我們時常迷失於城市的燈紅酒綠、喧囂和浮躁,所以對於說走就走的旅行我們始終抱著無比羨慕的神彩。可往往基於現實的羈絆,說走就走的奢侈成了一條橫亙在短時間內無法逾越的鴻溝。久而久之我們都在自己內心深處築起一道堅固的城牆,別人走不進來,自己也出不去。總有些人折騰著預想逃離這個沒有牢籠的枷鎖,就如“他們”,變著法子尋求心靈深處一絲小小的慰藉。
坑派周年慶如火如荼的開展,於中提及之前的鬥湖露營計劃,人群裏略顯騷動。大夥都在感歎,困鎖在這個水泥澆築的森林裏太久,已然忘卻了還有走線這個項目,還有鬥湖這個約會。
周年慶之後的日子大夥又歸於平靜,秉著高談闊論之後便是無疾而終的事態發展路線,對於鬥湖的行程一直沒在我的計劃之內。某日還在睡夢中的我突然接到學姐的電話:“我們去鬥湖吧,周末是個好天氣,國慶又是台風又是下雨,再不走又要拖到明年了!!!”迷糊中的我全然不知:“你組織,你是後勤部長你安排就好,我隨時跟上。”之後便又迷糊於被褥空調中。直到周四再接到學姐電話,她告訴我所有前期工作都安排妥當,我隻需背上帳篷到集合點等候安排。
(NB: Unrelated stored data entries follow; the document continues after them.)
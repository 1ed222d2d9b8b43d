//! The `ExecutableNode` trait: the contract every node handler must fulfil.

use async_trait::async_trait;
use serde::{Deserialize, Serialize};
use serde_json::{json, Map, Value};
use uuid::Uuid;

use crate::NodeError;

/// Outputs produced so far in a run, keyed by node id.
///
/// Defined here (in the nodes crate) so both the engine and individual node
/// implementations can import it without a circular dependency. Entries are
/// kept in the order nodes completed and are never overwritten.
#[derive(Debug, Clone, Default, PartialEq, Serialize, Deserialize)]
#[serde(transparent)]
pub struct ExecutionContext {
    outputs: Map<String, Value>,
}

impl ExecutionContext {
    pub fn new() -> Self {
        Self::default()
    }

    /// Output of `node_id`, if it has run.
    pub fn get(&self, node_id: &str) -> Option<&Value> {
        self.outputs.get(node_id)
    }

    /// Record a node's output. Returns `false` (and keeps the existing
    /// value) if the node already has an entry.
    pub fn record(&mut self, node_id: impl Into<String>, output: Value) -> bool {
        let node_id = node_id.into();
        if self.outputs.contains_key(&node_id) {
            return false;
        }
        self.outputs.insert(node_id, output);
        true
    }

    pub fn contains(&self, node_id: &str) -> bool {
        self.outputs.contains_key(node_id)
    }

    pub fn len(&self) -> usize {
        self.outputs.len()
    }

    pub fn is_empty(&self) -> bool {
        self.outputs.is_empty()
    }

    /// Node ids in completion order.
    pub fn node_ids(&self) -> impl Iterator<Item = &str> {
        self.outputs.keys().map(String::as_str)
    }

    /// The context as a JSON mapping.
    pub fn to_value(&self) -> Value {
        Value::Object(self.outputs.clone())
    }
}

/// Per-invocation metadata handed to every node.
#[derive(Debug, Clone, Serialize, Deserialize)]
pub struct NodeMeta {
    /// Identifier supplied by whoever triggered the run (logging only).
    pub workflow_id: Option<String>,
    /// ID of the node being executed.
    pub node_id: String,
    /// ID of the current run.
    pub run_id: Uuid,
    /// Payload the run was triggered with.
    pub trigger: Value,
}

impl NodeMeta {
    pub fn to_value(&self) -> Value {
        json!({
            "workflow_id": self.workflow_id,
            "node_id": self.node_id,
            "run_id": self.run_id.to_string(),
            "trigger": self.trigger,
        })
    }
}

/// The core node trait.
///
/// All built-in nodes and externally registered node kinds implement this.
#[async_trait]
pub trait ExecutableNode: Send + Sync {
    /// Execute the node.
    ///
    /// `params` is the node's own `data`; `inputs` holds the outputs of its
    /// upstream nodes in edge declaration order; `ctx` is everything the run
    /// has produced so far.
    async fn execute(
        &self,
        params: &Value,
        inputs: &[Value],
        ctx: &ExecutionContext,
        meta: &NodeMeta,
    ) -> Result<Value, NodeError>;
}

#[cfg(test)]
mod tests {
    use super::*;

    #[test]
    fn record_is_append_only() {
        let mut ctx = ExecutionContext::new();
        assert!(ctx.record("a", json!(1)));
        assert!(!ctx.record("a", json!(2)));
        assert_eq!(ctx.get("a"), Some(&json!(1)));
        assert_eq!(ctx.len(), 1);
    }

    #[test]
    fn serialises_in_completion_order() {
        let mut ctx = ExecutionContext::new();
        ctx.record("zeta", json!({ "n": 1 }));
        ctx.record("alpha", json!(null));
        let text = serde_json::to_string(&ctx).unwrap();
        assert_eq!(text, r#"{"zeta":{"n":1},"alpha":null}"#);
        assert_eq!(ctx.node_ids().collect::<Vec<_>>(), vec!["zeta", "alpha"]);
    }
}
無比蒙圈的我才意識到我已經被趕鴨子上架了,我的帳篷一年前就無跡可尋,急急忙忙周五才去自在那處借了營帳。好吧,走吧,不就是露營,不就是一場自虐的行程嘛!走不動,大不了半道回府,抱著視死如歸的態度果然在周五晚上失眠了……
話說學姐周六早上在等我們這群蝸牛的時候順便禍害了她的指甲和腳趾甲,人生應該要有這樣想不開的時候,畢竟不禍害下自己就不知道自己是有多麼能幹!
原本打算在途中車上補一覺,身旁的學姐一路喳喳不停一會兒要摘柿子一會兒要買鬥笠大的供餅,總之補覺的計劃完全泡湯,蒼天啊,大地啊,好想掐死學姐啊!
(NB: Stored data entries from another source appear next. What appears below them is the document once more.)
//! Core domain models for the workflow engine.
//!
//! `WorkflowDefinition` mirrors the `{ nodes, edges }` JSON a workflow editor
//! saves; unknown fields (positions, edge ids, styling) are ignored on
//! deserialisation. `RunResult` is what a run hands back to its caller.

use std::time::Duration;

use chrono::{DateTime, Utc};
use serde::{Deserialize, Serialize};
use serde_json::{Map, Value};
use uuid::Uuid;

use nodes::ExecutionContext;

use crate::error::ErrorKind;

// ---------------------------------------------------------------------------
// NodeDefinition
// ---------------------------------------------------------------------------

fn empty_object() -> Value {
    Value::Object(Map::new())
}

/// A single step in the workflow graph.
#[derive(Debug, Clone, PartialEq, Serialize, Deserialize)]
pub struct NodeDefinition {
    /// Unique identifier within this workflow (referenced by edges).
    pub id: String,
    /// Selects the registered handler.
    #[serde(rename = "type")]
    pub node_type: String,
    /// Parameters passed to the handler at execution time.
    #[serde(default = "empty_object")]
    pub data: Value,
}

impl NodeDefinition {
    pub fn new(id: impl Into<String>, node_type: impl Into<String>, data: Value) -> Self {
        Self {
            id: id.into(),
            node_type: node_type.into(),
            data,
        }
    }
}

// ---------------------------------------------------------------------------
// Edge
// ---------------------------------------------------------------------------

/// Directed edge: `target` consumes the output of `source`.
#[derive(Debug, Clone, PartialEq, Eq, Hash, Serialize, Deserialize)]
pub struct Edge {
    pub source: String,
    pub target: String,
}

impl Edge {
    pub fn new(source: impl Into<String>, target: impl Into<String>) -> Self {
        Self {
            source: source.into(),
            target: target.into(),
        }
    }
}

// ---------------------------------------------------------------------------
// WorkflowDefinition
// ---------------------------------------------------------------------------

/// The graph a run executes. Treated as immutable input.
#[derive(Debug, Clone, Default, PartialEq, Serialize, Deserialize)]
pub struct WorkflowDefinition {
    #[serde(default)]
    pub nodes: Vec<NodeDefinition>,
    #[serde(default)]
    pub edges: Vec<Edge>,
}

impl WorkflowDefinition {
    pub fn new(nodes: Vec<NodeDefinition>, edges: Vec<Edge>) -> Self {
        Self { nodes, edges }
    }

    pub fn node(&self, id: &str) -> Option<&NodeDefinition> {
        self.nodes.iter().find(|n| n.id == id)
    }
}

// ---------------------------------------------------------------------------
// Run log
// ---------------------------------------------------------------------------

#[derive(Debug, Clone, Copy, PartialEq, Eq, Serialize, Deserialize)]
#[serde(rename_all = "lowercase")]
pub enum LogStatus {
    Ok,
    Error,
}

/// One entry per attempted node, in execution order.
#[derive(Debug, Clone, PartialEq, Serialize, Deserialize)]
pub struct ExecutionLogEntry {
    pub node: String,
    pub status: LogStatus,
    #[serde(default, skip_serializing_if = "Option::is_none")]
    pub error: Option<String>,
    #[serde(default, skip_serializing_if = "Option::is_none")]
    pub kind: Option<ErrorKind>,
    /// Cause chain of the failure, one cause per line.
    #[serde(default, skip_serializing_if = "Option::is_none")]
    pub trace: Option<String>,
    pub started_at: DateTime<Utc>,
    pub duration_ms: u64,
}

fn millis(elapsed: Duration) -> u64 {
    u64::try_from(elapsed.as_millis()).unwrap_or(u64::MAX)
}

impl ExecutionLogEntry {
    pub fn ok(node: impl Into<String>, started_at: DateTime<Utc>, elapsed: Duration) -> Self {
        Self {
            node: node.into(),
            status: LogStatus::Ok,
            error: None,
            kind: None,
            trace: None,
            started_at,
            duration_ms: millis(elapsed),
        }
    }

    pub fn failed(
        node: impl Into<String>,
        kind: ErrorKind,
        error: String,
        trace: String,
        started_at: DateTime<Utc>,
        elapsed: Duration,
    ) -> Self {
        Self {
            node: node.into(),
            status: LogStatus::Error,
            error: Some(error),
            kind: Some(kind),
            trace: Some(trace),
            started_at,
            duration_ms: millis(elapsed),
        }
    }

    pub fn is_ok(&self) -> bool {
        self.status == LogStatus::Ok
    }
}

// ---------------------------------------------------------------------------
// RunResult
// ---------------------------------------------------------------------------

#[derive(Debug, Clone, Copy, PartialEq, Eq, Serialize, Deserialize)]
#[serde(rename_all = "lowercase")]
pub enum RunStatus {
    Success,
    Error,
}

/// Outcome of a single run.
#[derive(Debug, Clone, PartialEq, Serialize, Deserialize)]
pub struct RunResult {
    pub run_id: Uuid,
    pub status: RunStatus,
    pub logs: Vec<ExecutionLogEntry>,
    /// Outputs of every node that completed, in completion order.
    pub context: ExecutionContext,
    #[serde(default, skip_serializing_if = "Option::is_none")]
    pub error: Option<String>,
}

impl RunResult {
    pub fn is_success(&self) -> bool {
        self.status == RunStatus::Success
    }

    /// Output of `node_id`, if it completed.
    pub fn output(&self, node_id: &str) -> Option<&Value> {
        self.context.get(node_id)
    }
}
行車至一都後溪枇杷園,抵達此程最艱辛的登山路段。分發食材的當會兒大夥還是精神倍加,負重登山開始還未500米大夥已經累的不行,“農大鄭教授”躺在地上發自內心的感歎到 “不要去嘲笑民工,當他們躺在地上的時候精神就是跟神仙一樣。”那刻我們都是神仙,外人無法感知的那種舒適感。
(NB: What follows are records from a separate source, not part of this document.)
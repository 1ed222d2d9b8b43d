//! A small, closed expression language for the `function` node.
//!
//! Expressions read three variables (`inputs`, `context` and `meta`) and
//! can combine them with arithmetic, comparison and logical operators, the
//! ternary `a ? b : c`, array/object literals and a fixed set of functions:
//!
//! `len sum min max abs round floor ceil upper lower trim str num keys values
//! contains join pluck default`
//!
//! ```text
//! { total: sum(pluck(inputs, 'value')), big: len(inputs) > 3 }
//! ```
//!
//! There is no assignment, no loops, no I/O and no way to name anything
//! outside that list; unknown identifiers are rejected when parsing.

mod eval;
mod lexer;
mod parser;

use serde_json::Value;
use thiserror::Error;

pub use eval::{truthy, Scope};

/// Longest accepted expression source, in characters.
pub const MAX_LEN: usize = 4096;
/// Deepest accepted nesting of sub-expressions.
pub const MAX_DEPTH: usize = 64;

#[derive(Debug, Error, Clone, PartialEq)]
pub enum ExprError {
    #[error("parse error at offset {offset}: {message}")]
    Parse { offset: usize, message: String },

    #[error("expression is {len} characters long (limit {max})")]
    TooLong { len: usize, max: usize },

    #[error("expression nests deeper than {max} levels")]
    TooDeep { max: usize },

    #[error("unknown identifier '{0}' (available: inputs, context, meta)")]
    UnknownIdentifier(String),

    #[error("unknown function '{0}'")]
    UnknownFunction(String),

    #[error("{function}() takes {expected} argument(s), got {found}")]
    Arity {
        function: &'static str,
        expected: &'static str,
        found: usize,
    },

    #[error("type error: {0}")]
    Type(String),

    #[error("division by zero")]
    DivisionByZero,

    #[error("arithmetic produced a non-finite number")]
    NonFinite,
}

impl ExprError {
    /// `true` when the expression was rejected before evaluation started.
    pub fn is_compile_error(&self) -> bool {
        matches!(
            self,
            Self::Parse { .. }
                | Self::TooLong { .. }
                | Self::TooDeep { .. }
                | Self::UnknownIdentifier(_)
                | Self::UnknownFunction(_)
                | Self::Arity { .. }
        )
    }
}

/// A parsed expression, reusable across evaluations.
#[derive(Debug, Clone, PartialEq)]
pub struct Expression {
    source: String,
    ast: parser::Expr,
}

impl Expression {
    pub fn parse(source: &str) -> Result<Self, ExprError> {
        let len = source.chars().count();
        if len > MAX_LEN {
            return Err(ExprError::TooLong { len, max: MAX_LEN });
        }
        Ok(Self {
            source: source.to_owned(),
            ast: parser::Parser::parse(source)?,
        })
    }

    pub fn source(&self) -> &str {
        &self.source
    }

    pub fn evaluate(&self, scope: &Scope) -> Result<Value, ExprError> {
        eval::evaluate(&self.ast, scope)
    }
}

/// Parse and evaluate in one step.
pub fn evaluate(source: &str, scope: &Scope) -> Result<Value, ExprError> {
    Expression::parse(source)?.evaluate(scope)
}

#[cfg(test)]
mod tests {
    use super::*;
    use serde_json::json;

    fn scope(inputs: Value) -> Scope {
        Scope {
            inputs,
            context: json!({ "fetch": { "status": 200 } }),
            meta: json!({ "node_id": "fn-1", "trigger": { "user": "ada" } }),
        }
    }

    fn eval(source: &str, inputs: Value) -> Value {
        evaluate(source, &scope(inputs)).unwrap_or_else(|e| panic!("{source}: {e}"))
    }

    #[test]
    fn sums_a_field_across_inputs() {
        let inputs = json!([{ "value": 2 }, { "value": 3.5 }, { "other": 1 }]);
        assert_eq!(
            eval("{ sum: sum(pluck(inputs, 'value')) }", inputs.clone()),
            json!({ "sum": 5.5 })
        );
        assert_eq!(eval("pluck(inputs, 'value')", inputs), json!([2, 3.5, null]));
    }

    #[test]
    fn reads_context_and_meta() {
        assert_eq!(eval("context.fetch.status == 200", json!([])), json!(true));
        assert_eq!(eval("upper(meta.trigger.user)", json!([])), json!("ADA"));
        assert_eq!(eval("meta['node_id']", json!([])), json!("fn-1"));
    }

    #[test]
    fn integer_arithmetic_stays_integral() {
        assert_eq!(eval("7 + 3 * 2", json!([])), json!(13));
        assert_eq!(eval("8 / 2", json!([])), json!(4));
        assert_eq!(eval("7 / 2", json!([])), json!(3.5));
        assert_eq!(eval("7 % 3", json!([])), json!(1));
        assert_eq!(eval("-(2 - 5)", json!([])), json!(3));
    }

    #[test]
    fn string_concatenation_and_functions() {
        assert_eq!(eval("'n=' + len(inputs)", json!([1, 2])), json!("n=2"));
        assert_eq!(eval("join(['a', 1, null, true], '-')", json!([])), json!("a-1--true"));
        assert_eq!(eval("trim('  x ') + lower('Y')", json!([])), json!("xy"));
        assert_eq!(eval("num(' 42 ') + num('0.5')", json!([])), json!(42.5));
        assert_eq!(eval("str(12)", json!([])), json!("12"));
    }

    #[test]
    fn logic_and_conditionals() {
        assert_eq!(eval("len(inputs) > 1 ? 'many' : 'few'", json!([1, 2])), json!("many"));
        assert_eq!(eval("!inputs || inputs[0] >= 10", json!([10])), json!(true));
        // Right side is never evaluated, so the division is harmless.
        assert_eq!(eval("false && 1 / 0", json!([])), json!(false));
        assert_eq!(eval("1 == 1.0 && [1, {a: 2}] == [1.0, {a: 2}]", json!([])), json!(true));
    }

    #[test]
    fn collection_helpers() {
        let inputs = json!([{ "b": 1, "a": 2 }]);
        assert_eq!(eval("keys(inputs[0])", inputs.clone()), json!(["b", "a"]));
        assert_eq!(eval("values(inputs[0])", inputs.clone()), json!([1, 2]));
        assert_eq!(eval("contains(inputs[0], 'a')", inputs.clone()), json!(true));
        assert_eq!(eval("contains([1, 2], 2.0)", json!([])), json!(true));
        assert_eq!(eval("contains('hello', 'ell')", json!([])), json!(true));
        assert_eq!(eval("min(3, 1, 2) + max([4, 9, 1])", json!([])), json!(10));
        assert_eq!(eval("default(inputs[0].missing, 'fallback')", inputs), json!("fallback"));
    }

    #[test]
    fn rounding() {
        assert_eq!(eval("round(2.5)", json!([])), json!(3));
        assert_eq!(eval("round(3.14159, 2)", json!([])), json!(3.14));
        assert_eq!(eval("floor(-1.5)", json!([])), json!(-2));
        assert_eq!(eval("ceil(1.2)", json!([])), json!(2));
        assert_eq!(eval("abs(-4)", json!([])), json!(4));
    }

    #[test]
    fn missing_paths_are_null() {
        assert_eq!(eval("inputs[5].x.y", json!([])), Value::Null);
        assert_eq!(eval("inputs['0']", json!(["zero"])), json!("zero"));
        assert_eq!(eval("inputs[-1]", json!(["zero"])), Value::Null);
    }

    #[test]
    fn runtime_errors_are_reported() {
        let s = scope(json!([]));
        assert_eq!(evaluate("1 / 0", &s).unwrap_err(), ExprError::DivisionByZero);
        assert!(matches!(evaluate("1 - 'a'", &s).unwrap_err(), ExprError::Type(_)));
        assert!(matches!(evaluate("sum(['a'])", &s).unwrap_err(), ExprError::Type(_)));
        assert!(matches!(evaluate("max([])", &s).unwrap_err(), ExprError::Type(_)));
        assert!(!evaluate("1 / 0", &s).unwrap_err().is_compile_error());
    }

    #[test]
    fn nothing_outside_the_whitelist_is_reachable() {
        let s = scope(json!([]));
        for source in ["open('/etc/passwd')", "__builtins__", "inputs.constructor('x')", "std::process"] {
            let err = evaluate(source, &s).unwrap_err();
            assert!(err.is_compile_error(), "{source} -> {err:?}");
        }
    }

    #[test]
    fn oversized_source_is_rejected() {
        let source = format!("'{}'", "x".repeat(MAX_LEN));
        assert!(matches!(Expression::parse(&source), Err(ExprError::TooLong { .. })));
    }

    #[test]
    fn parsed_expression_is_reusable() {
        let expr = Expression::parse("inputs[0] * 2").unwrap();
        assert_eq!(expr.source(), "inputs[0] * 2");
        assert_eq!(expr.evaluate(&scope(json!([2]))).unwrap(), json!(4));
        assert_eq!(expr.evaluate(&scope(json!([5]))).unwrap(), json!(10));
    }
}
太久沒有走線,大家體力都不及當年那麼壯健,不過好在一路談笑、一路伴著獻哥和霖姐的拌嘴、一路行十休九,總算沒有實施半道回府的最壞打算。
登頂的那刻一切的疲憊都被眼前的景色與涼風衝的一幹二淨。隨著手機信號的出現,大家忙著發朋友圈,忙著互相拍照,鄭教授忘記了大腿抽筋的苦痛,獻哥霖姐忘記了未帶戶外包的嘮叨,學姐忘記了山下誘人的柿子和鬥笠大的供餅,而我卻憶起了那匹野馬。
在山頭各種拍照各種躺姿吹風。風來了,噢,不好,我的發型有點亂,我得向學姐討借下木梳。
緊挪慢湊一行五人總算趕在落日之前在天池邊安營紮寨,當然摒除不了我充當一會鏟屎官的職務,鬥湖特色之一就是隨處可見牛屎與羊糞。收拾妥當我們便追日而去,連造飯這種大事都棄之不顧。背上相機,帶好手機,繞過半個天池,奔上山頭。此刻夕陽無限好,隻是少了雲彩拍不出那落日時紅霞滿天的斑斕色彩,算是當日的一撇憾事吧。
夜幕來的甚快,於吵吵鬧鬧中悄然而至。伴著昏暗的頭燈,我們把火鍋造了一鍋又一鍋,整日的辛勞都被滾燙的湯汁暖暖的安撫於腸胃。確屬太久沒爬山,飯後大夥都有些困意,獻哥與霖姐早早便休息去了。昨夜的無眠在今日的興奮下反到不困,難道這就是傳說中反其道而行之的修身大道!我想我是領悟了!